> **TASK DIRECTIONS**
Every line of the records below that has the word "labels" should be copied.
___
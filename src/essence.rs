//! Essence adapters.
//!
//! An adapter supplies what the container engine cannot know about a
//! payload kind: the element key frames are wrapped under, the container
//! label, the descriptor set and its fields, and a plausibility check for
//! frames handed to the writer.

use std::fmt;

use crate::error::{Error, Result};
use crate::label::{labels, props, Label};
use crate::metadata::sets::{value, Rational};

/// Sub-descriptor set contributed by an adapter.
#[derive(Debug, Clone, PartialEq)]
pub struct SubDescriptorSpec {
    pub set_label: Label,
    pub properties: Vec<(Label, Vec<u8>)>,
}

pub trait EssenceAdapter: Send + Sync {
    fn name(&self) -> &'static str;
    /// Key of every essence triplet.
    fn essence_element(&self) -> Label;
    /// Key of the per-frame metadata triplet, for kinds that carry one.
    fn metadata_element(&self) -> Option<Label> {
        None
    }
    fn essence_container(&self) -> Label;
    fn data_definition(&self) -> Label;
    fn descriptor_label(&self) -> Label;
    /// Kind-specific descriptor properties (the common file descriptor
    /// fields are filled in by the engine).
    fn descriptor_properties(&self, edit_rate: Rational) -> Vec<(Label, Vec<u8>)>;
    fn sub_descriptors(&self) -> Vec<SubDescriptorSpec> {
        Vec::new()
    }
    fn validate_frame(&self, frame: &[u8]) -> Result<()>;

    /// Track number: the low four bytes of the element key.
    fn track_number(&self) -> u32 {
        let k = self.essence_element().0;
        u32::from_be_bytes([k[12], k[13], k[14], k[15]])
    }
}

impl fmt::Debug for dyn EssenceAdapter {
    fn fmt(&self, f: &mut fmt::Formatter<'_>) -> fmt::Result {
        write!(f, "EssenceAdapter({})", self.name())
    }
}

// ── ProRes ───────────────────────────────────────────────────────────────────

const PRORES_FRAME_ID: &[u8; 4] = b"icpf";
const PRORES_HEADER_LEN: usize = 8;

/// Frame-wrapped ProRes picture essence with a CDCI descriptor.
#[derive(Debug, Clone, PartialEq, Eq)]
pub struct ProResAdapter {
    pub stored_width: u32,
    pub stored_height: u32,
    /// 0 = full frame, 1 = separate fields.
    pub frame_layout: u8,
    pub aspect_ratio: Rational,
    pub component_depth: u32,
    pub horizontal_subsampling: u32,
    pub coding: Label,
}

impl Default for ProResAdapter {
    fn default() -> Self {
        Self {
            stored_width: 1920,
            stored_height: 1080,
            frame_layout: 0,
            aspect_ratio: Rational::new(16, 9),
            component_depth: 10,
            horizontal_subsampling: 2,
            coding: PRORES_422_HQ,
        }
    }
}

/// ProRes 422 HQ picture coding label.
pub const PRORES_422_HQ: Label = Label([
    0x06, 0x0E, 0x2B, 0x34, 0x04, 0x01, 0x01, 0x0D, 0x04, 0x01, 0x02, 0x02, 0x03, 0x06, 0x03, 0x00,
]);

impl EssenceAdapter for ProResAdapter {
    fn name(&self) -> &'static str {
        "prores"
    }

    fn essence_element(&self) -> Label {
        labels::PRORES_PICTURE_ELEMENT
    }

    fn essence_container(&self) -> Label {
        labels::PRORES_ESSENCE_CONTAINER
    }

    fn data_definition(&self) -> Label {
        labels::PICTURE_DATA_DEF
    }

    fn descriptor_label(&self) -> Label {
        labels::CDCI_DESCRIPTOR
    }

    fn descriptor_properties(&self, _edit_rate: Rational) -> Vec<(Label, Vec<u8>)> {
        vec![
            (props::PICTURE_COMPRESSION, value::label(&self.coding)),
            (props::STORED_HEIGHT, value::u32(self.stored_height)),
            (props::STORED_WIDTH, value::u32(self.stored_width)),
            (props::FRAME_LAYOUT, vec![self.frame_layout]),
            (props::ASPECT_RATIO, value::rational(self.aspect_ratio)),
            (props::COMPONENT_DEPTH, value::u32(self.component_depth)),
            (props::HORIZONTAL_SUBSAMPLING, value::u32(self.horizontal_subsampling)),
        ]
    }

    /// A frame starts with its own big-endian size followed by `icpf`.
    fn validate_frame(&self, frame: &[u8]) -> Result<()> {
        if frame.len() < PRORES_HEADER_LEN {
            return Err(Error::format(format!("ProRes frame of {} bytes", frame.len())));
        }
        if &frame[4..8] != PRORES_FRAME_ID {
            return Err(Error::format("ProRes frame lacks the icpf identifier"));
        }
        let declared = u32::from_be_bytes([frame[0], frame[1], frame[2], frame[3]]) as usize;
        if declared != frame.len() {
            return Err(Error::format(format!(
                "ProRes frame declares {declared} bytes but holds {}",
                frame.len()
            )));
        }
        Ok(())
    }
}

/// Build a syntactically plausible ProRes frame of `len` bytes.
pub fn prores_test_frame(len: usize, fill: u8) -> Vec<u8> {
    let mut frame = vec![fill; len.max(PRORES_HEADER_LEN)];
    let frame_len = frame.len() as u32;
    frame[0..4].copy_from_slice(&frame_len.to_be_bytes());
    frame[4..8].copy_from_slice(PRORES_FRAME_ID);
    frame
}

// ── MGA + S-ADM ──────────────────────────────────────────────────────────────

/// Object-based audio (MGA) frames, each followed by one S-ADM metadata
/// triplet.
#[derive(Debug, Clone, PartialEq)]
pub struct MgaSadmAdapter {
    pub sampling_rate: Rational,
    pub channel_count: u32,
    pub quantization_bits: u32,
    pub soundfield_groups: Vec<SubDescriptorSpec>,
}

impl Default for MgaSadmAdapter {
    fn default() -> Self {
        Self {
            sampling_rate: Rational::new(48_000, 1),
            channel_count: 0,
            quantization_bits: 24,
            soundfield_groups: Vec::new(),
        }
    }
}

impl MgaSadmAdapter {
    /// Add a soundfield group sub-descriptor identified by `link_id`.
    pub fn with_soundfield_group(mut self, link_id: uuid::Uuid, dictionary_id: Label) -> Self {
        self.soundfield_groups.push(SubDescriptorSpec {
            set_label: labels::MGA_SOUNDFIELD_SUBDESCRIPTOR,
            properties: vec![
                (props::MGA_SOUNDFIELD_GROUP_LINK_ID, value::uuid(&link_id)),
                (props::MCA_LABEL_DICTIONARY_ID, value::label(&dictionary_id)),
            ],
        });
        self
    }
}

impl EssenceAdapter for MgaSadmAdapter {
    fn name(&self) -> &'static str {
        "mga-sadm"
    }

    fn essence_element(&self) -> Label {
        labels::MGA_SOUND_ELEMENT
    }

    fn metadata_element(&self) -> Option<Label> {
        Some(labels::SADM_METADATA_ELEMENT)
    }

    fn essence_container(&self) -> Label {
        labels::MGA_ESSENCE_CONTAINER
    }

    fn data_definition(&self) -> Label {
        labels::SOUND_DATA_DEF
    }

    fn descriptor_label(&self) -> Label {
        labels::MGA_SOUND_DESCRIPTOR
    }

    fn descriptor_properties(&self, _edit_rate: Rational) -> Vec<(Label, Vec<u8>)> {
        vec![
            (props::AUDIO_SAMPLING_RATE, value::rational(self.sampling_rate)),
            (props::CHANNEL_COUNT, value::u32(self.channel_count)),
            (props::QUANTIZATION_BITS, value::u32(self.quantization_bits)),
        ]
    }

    fn sub_descriptors(&self) -> Vec<SubDescriptorSpec> {
        self.soundfield_groups.clone()
    }

    fn validate_frame(&self, frame: &[u8]) -> Result<()> {
        if frame.is_empty() {
            return Err(Error::format("empty MGA frame"));
        }
        Ok(())
    }
}

/// Built-in adapter by name, as used by the CLI.
pub fn adapter_by_name(name: &str) -> Option<Box<dyn EssenceAdapter>> {
    match name {
        "prores" => Some(Box::new(ProResAdapter::default())),
        "mga-sadm" | "mga" => Some(Box::new(MgaSadmAdapter::default())),
        _ => None,
    }
}
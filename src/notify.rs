//! Phase-change publication.
//!
//! The coordinator calls [`Notifier::publish`] on every transition; anyone
//! interested (the daemon log, a future push channel to clients) subscribes.
//! Buffering and fan-out policy belong entirely to the subscriber side.

use crate::round::Phase;
use serde::Serialize;
use tokio::sync::broadcast;

#[derive(Clone, Debug, Serialize)]
pub struct PhaseChange {
    /// Monotonic round sequence number.
    pub round: u64,
    pub phase: Phase,
}

#[derive(Clone)]
pub struct Notifier {
    tx: broadcast::Sender<PhaseChange>,
}

impl Notifier {
    pub fn new() -> Self {
        let (tx, _) = broadcast::channel(64);
        Self { tx }
    }

    pub fn publish(&self, round: u64, phase: Phase) {
        tracing::info!("Round {} entered phase {}", round, phase);
        // A send error just means nobody is listening right now.
        let _ = self.tx.send(PhaseChange { round, phase });
    }

    pub fn subscribe(&self) -> broadcast::Receiver<PhaseChange> {
        self.tx.subscribe()
    }
}

impl Default for Notifier {
    fn default() -> Self {
        Self::new()
    }
}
___
> **RESULT BELOW**
use crate::label::{labels, props, Label};
        labels::PRORES_PICTURE_ELEMENT
        labels::PRORES_ESSENCE_CONTAINER
        labels::PICTURE_DATA_DEF
        labels::CDCI_DESCRIPTOR
            set_label: labels::MGA_SOUNDFIELD_SUBDESCRIPTOR,
        labels::MGA_SOUND_ELEMENT
        Some(labels::SADM_METADATA_ELEMENT)
        labels::MGA_ESSENCE_CONTAINER
        labels::SOUND_DATA_DEF
        labels::MGA_SOUND_DESCRIPTOR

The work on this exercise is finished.